Breathe in; Breathe out.
So, in a couple of weeks, I have my quarterly appointment with Dr. S. For the first time in a while, I’m dreading this appointment. I should be focusing on things like getting my blood drawn, having an excuse to get a pedicure, and figuring out what to wear. Instead, I’m bombarded by images of what our appointment is going to look like.
I figure it will start with the not-so-good news that my A1c has gone up since last time. I know this is going to happen. Then, we’ll take a look at my Dexcom reports, which will clearly show how horribly I’m slacking. Dr. S. will ask me what’s going on. He won’t be critical, he’ll just want to know if there’s some reason for my shitty numbers and weight gain. He’ll talk about basals and boluses, but that’s not the problem. The problem is that I’ve been in such a funk that I really haven’t cared as much about diabetes. My numbers aren’t crazy; they’re just not as good as they have been.
This is when I’ll probably lose it. I’ll have to tell him that I really don’t feel the need or desire to work so hard since there’s zero chance of me getting pregnant accidentally. I’ll say sure, put me on whatever meds you want (Symlin, Lisinopril, etc.) because it really doesn’t matter which pregnancy category they are. And, I’ll cry. I know I will. I’ll probably make him very uncomfortable – he’s an endocrinologist not a psychiatrist, after all. He’s also got two beautiful children. So, I’ll sit there blubbering about the unfair hand Brian and I have been dealt.
He’ll probably attempt to get the appointment back on track by moving on to the physical exam. I’ll sit there like a good patient, breathing in and out on cue. He’ll declare me “healthy,” and that will be that. We’ll go back to his office where he’ll write prescriptions, talk about what I can do to improve, and schedule our next appointment.
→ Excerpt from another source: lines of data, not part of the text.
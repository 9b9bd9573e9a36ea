use std::collections::HashSet;

use globset::{Glob, GlobSet, GlobSetBuilder};
use serde::{Deserialize, Serialize};

use super::matcher::parent_prefix;

/// Outcome of testing a directory prefix against the inclusion/exclusion
/// rules. Directory decisions are memoized per prefix by
/// [`DirDecisionCache`](crate::DirDecisionCache) while walking sorted paths.
#[derive(Debug, Clone, Copy, PartialEq, Eq)]
pub enum MatchDecision {
	/// The prefix or one of its ancestors is explicitly rejected. Terminal:
	/// nothing below it is ever accepted.
	RejectedPrefix,
	/// An ancestor directory is accepted recursively, so every descendant
	/// leaf is accepted.
	AcceptedPrefix,
	/// This exact directory is accepted.
	AtAcceptedDir,
	/// This directory is accepted only for specifically listed leaves; each
	/// leaf must be re-tested individually through
	/// [`PathRules::leaf_is_specifically_included`]. This decision is never a
	/// final per-leaf answer and therefore never short-circuits leaf tests.
	AtAcceptedLeafParent,
	/// Excluded by omission.
	Unmatched,
}

impl MatchDecision {
	/// Whether every leaf directly under a directory with this decision is
	/// accepted without a per-leaf test.
	#[must_use]
	pub const fn accepts_all_leaves(self) -> bool {
		matches!(self, Self::AcceptedPrefix | Self::AtAcceptedDir)
	}
}

/// Per-entry gate consulted for every non-directory path before any directory
/// decision is made. Distinct from the per-directory decision on purpose: only
/// this gate can escalate to disqualifying the whole container.
#[derive(Debug, Clone, Copy, PartialEq, Eq)]
pub enum PathGate {
	Continue,
	/// Drop this entry only.
	SkipEntry,
	/// The container as a whole became disqualified by seeing this path;
	/// remaining entries are abandoned and the container is marked skipped.
	SkipContainer,
}

/// The rule seam consulted while scanning. [`ScanRules`] is the provided
/// implementation; hosts with their own rule storage implement this directly.
pub trait PathRules: Send + Sync {
	fn directory_decision(&self, prefix: &str) -> MatchDecision;

	/// Per-leaf test applied under [`MatchDecision::AtAcceptedLeafParent`]
	/// directories.
	fn leaf_is_specifically_included(&self, path: &str) -> bool;

	fn path_gate(&self, _path: &str) -> PathGate {
		PathGate::Continue
	}
}

/// Serializable source form of a [`ScanRules`] instance. Glob sets are not
/// serializable, so only the pattern sources are stored and the sets are
/// rebuilt on construction.
#[derive(Debug, Clone, Default, Serialize, Deserialize)]
pub struct RuleParams {
	/// Directories accepted recursively, e.g. `"assets"` accepts
	/// `assets/**`.
	#[serde(default)]
	pub accept_subtrees: Vec<String>,
	/// Directories whose direct leaves are accepted, without descending.
	#[serde(default)]
	pub accept_dirs: Vec<String>,
	/// Directories whose leaves are individually re-tested against the leaf
	/// paths/globs below.
	#[serde(default)]
	pub accept_leaf_dirs: Vec<String>,
	/// Exact member paths accepted; their parent directories become
	/// leaf-parent directories automatically.
	#[serde(default)]
	pub accept_leaf_paths: Vec<String>,
	/// Glob patterns for leaves under leaf-parent directories.
	#[serde(default)]
	pub accept_leaf_globs: Vec<String>,
	/// Directories rejected recursively. Rejection wins over acceptance.
	#[serde(default)]
	pub reject_subtrees: Vec<String>,
	/// Globs dropping individual entries before any directory decision.
	#[serde(default)]
	pub reject_leaf_globs: Vec<String>,
	/// Globs that disqualify the whole container when any member matches.
	#[serde(default)]
	pub disqualify_globs: Vec<String>,
}

/// Include/exclude path rules over `/`-separated relative member paths.
pub struct ScanRules {
	params: RuleParams,
	accept_subtrees: Vec<String>,
	accept_dirs: HashSet<String>,
	leaf_parent_dirs: HashSet<String>,
	accept_leaf_paths: HashSet<String>,
	accept_leaf_globs: GlobSet,
	reject_subtrees: Vec<String>,
	reject_leaf_globs: GlobSet,
	disqualify_globs: GlobSet,
}

impl ScanRules {
	pub fn new(params: RuleParams) -> Result<Self, globset::Error> {
		let accept_subtrees = params.accept_subtrees.iter().map(normalize_dir).collect();
		let accept_dirs = params.accept_dirs.iter().map(normalize_dir).collect();

		let accept_leaf_paths = params
			.accept_leaf_paths
			.iter()
			.cloned()
			.collect::<HashSet<_>>();
		let leaf_parent_dirs = params
			.accept_leaf_dirs
			.iter()
			.map(normalize_dir)
			.chain(
				accept_leaf_paths
					.iter()
					.map(|path| parent_prefix(path).to_owned()),
			)
			.collect();

		Ok(Self {
			accept_subtrees,
			accept_dirs,
			leaf_parent_dirs,
			accept_leaf_paths,
			accept_leaf_globs: build_glob_set(&params.accept_leaf_globs)?,
			reject_subtrees: params.reject_subtrees.iter().map(normalize_dir).collect(),
			reject_leaf_globs: build_glob_set(&params.reject_leaf_globs)?,
			disqualify_globs: build_glob_set(&params.disqualify_globs)?,
			params,
		})
	}

	#[must_use]
	pub fn builder() -> ScanRulesBuilder {
		ScanRulesBuilder {
			params: RuleParams::default(),
		}
	}

	/// The serializable source this rule set was built from.
	#[must_use]
	pub fn params(&self) -> &RuleParams {
		&self.params
	}
}

impl PathRules for ScanRules {
	fn directory_decision(&self, prefix: &str) -> MatchDecision {
		if self
			.reject_subtrees
			.iter()
			.any(|rejected| prefix.starts_with(rejected.as_str()))
		{
			return MatchDecision::RejectedPrefix;
		}

		for subtree in &self.accept_subtrees {
			if prefix == subtree {
				return MatchDecision::AtAcceptedDir;
			}
			if prefix.starts_with(subtree.as_str()) {
				return MatchDecision::AcceptedPrefix;
			}
		}

		if self.accept_dirs.contains(prefix) {
			return MatchDecision::AtAcceptedDir;
		}

		if self.leaf_parent_dirs.contains(prefix) {
			return MatchDecision::AtAcceptedLeafParent;
		}

		MatchDecision::Unmatched
	}

	fn leaf_is_specifically_included(&self, path: &str) -> bool {
		self.accept_leaf_paths.contains(path) || self.accept_leaf_globs.is_match(path)
	}

	fn path_gate(&self, path: &str) -> PathGate {
		if self.disqualify_globs.is_match(path) {
			return PathGate::SkipContainer;
		}
		if self.reject_leaf_globs.is_match(path) {
			return PathGate::SkipEntry;
		}
		PathGate::Continue
	}
}

#[derive(Debug, Default)]
pub struct ScanRulesBuilder {
	params: RuleParams,
}

impl ScanRulesBuilder {
	#[must_use]
	pub fn accept_subtree(mut self, dir: impl Into<String>) -> Self {
		self.params.accept_subtrees.push(dir.into());
		self
	}

	#[must_use]
	pub fn accept_dir(mut self, dir: impl Into<String>) -> Self {
		self.params.accept_dirs.push(dir.into());
		self
	}

	#[must_use]
	pub fn accept_leaf_dir(mut self, dir: impl Into<String>) -> Self {
		self.params.accept_leaf_dirs.push(dir.into());
		self
	}

	#[must_use]
	pub fn accept_leaf_path(mut self, path: impl Into<String>) -> Self {
		self.params.accept_leaf_paths.push(path.into());
		self
	}

	#[must_use]
	pub fn accept_leaf_glob(mut self, glob: impl Into<String>) -> Self {
		self.params.accept_leaf_globs.push(glob.into());
		self
	}

	#[must_use]
	pub fn reject_subtree(mut self, dir: impl Into<String>) -> Self {
		self.params.reject_subtrees.push(dir.into());
		self
	}

	#[must_use]
	pub fn reject_leaf_glob(mut self, glob: impl Into<String>) -> Self {
		self.params.reject_leaf_globs.push(glob.into());
		self
	}

	#[must_use]
	pub fn disqualify_glob(mut self, glob: impl Into<String>) -> Self {
		self.params.disqualify_globs.push(glob.into());
		self
	}

	pub fn build(self) -> Result<ScanRules, globset::Error> {
		ScanRules::new(self.params)
	}
}

/// Normalize a directory to the prefix form used throughout the scanner:
/// trailing `/`, no leading `/`, with the container root spelled `""`.
fn normalize_dir(dir: impl AsRef<str>) -> String {
	let dir = dir.as_ref().trim_matches('/');
	if dir.is_empty() {
		String::new()
	} else {
		format!("{dir}/")
	}
}

fn build_glob_set(patterns: &[String]) -> Result<GlobSet, globset::Error> {
	patterns
		.iter()
		.map(|source| source.parse::<Glob>())
		.collect::<Result<Vec<_>, _>>()
		.and_then(|globs| {
			globs
				.into_iter()
				.fold(&mut GlobSetBuilder::new(), |builder, glob| {
					builder.add(glob)
				})
				.build()
		})
}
So, life goes on. On the outside, nothing has changed. I continue to breathe in and out on cue.


I’m in that same sort of funk, for similar yet so very different reasons. *hugs*
You’re right, Shannon. These appointments do have a tendency to work out that way. Can’t imagine what you’ve been dealing with personally in the past couple months. But, one thing that these appointments also tend to do, even if by mistake, is give us an internal motivation to do better for ourselves. To know that we have someone wonderful by our side no matter what hurdles and unfair situations come to be – and that person is why we must stay “health” and on track, if even a little. I have an appointment on March 3 myself, and am dreading it for my own personal reasons following my own personal funk(s). I foresee an Uphappy Endo. Yet, there’s hope in getting back and track simply that it will make me feel somewhat better despite all the challenges. Good luck with yours.
Thanks, Rachel. ((Hugs)) right back to you!
Good luck with yours, too, Mike. I could have it all wrong, and he’ll just punch me in the face for my bad numbers
There should be a happy hour after that appointment. Even if it’s on my couch with abd shows on WE?
Of course if he punches you, then I’ll bring your cocktail to wherever you are having your face put back together.
BTW does your endo see your toes?
LOL, Sylvie! I like the way you think.
Yes, I get a foot exam with every endo appointment. Read this to understand what an endo appointment is like for me
(Having read “this to understand what an endo appointment is like”…)
So you and Sylvie get along so well because you share obsessions! It all makes sense now.
thanks for the link, so the cute doc checks your feet everytime. Does Brian read your posts?
Oh, and I have ben meaning to do a blog post about shoes for a while. Photos of all my shoes with something related to them. Maybe 1 post at a time featuring 1 pair. You should too.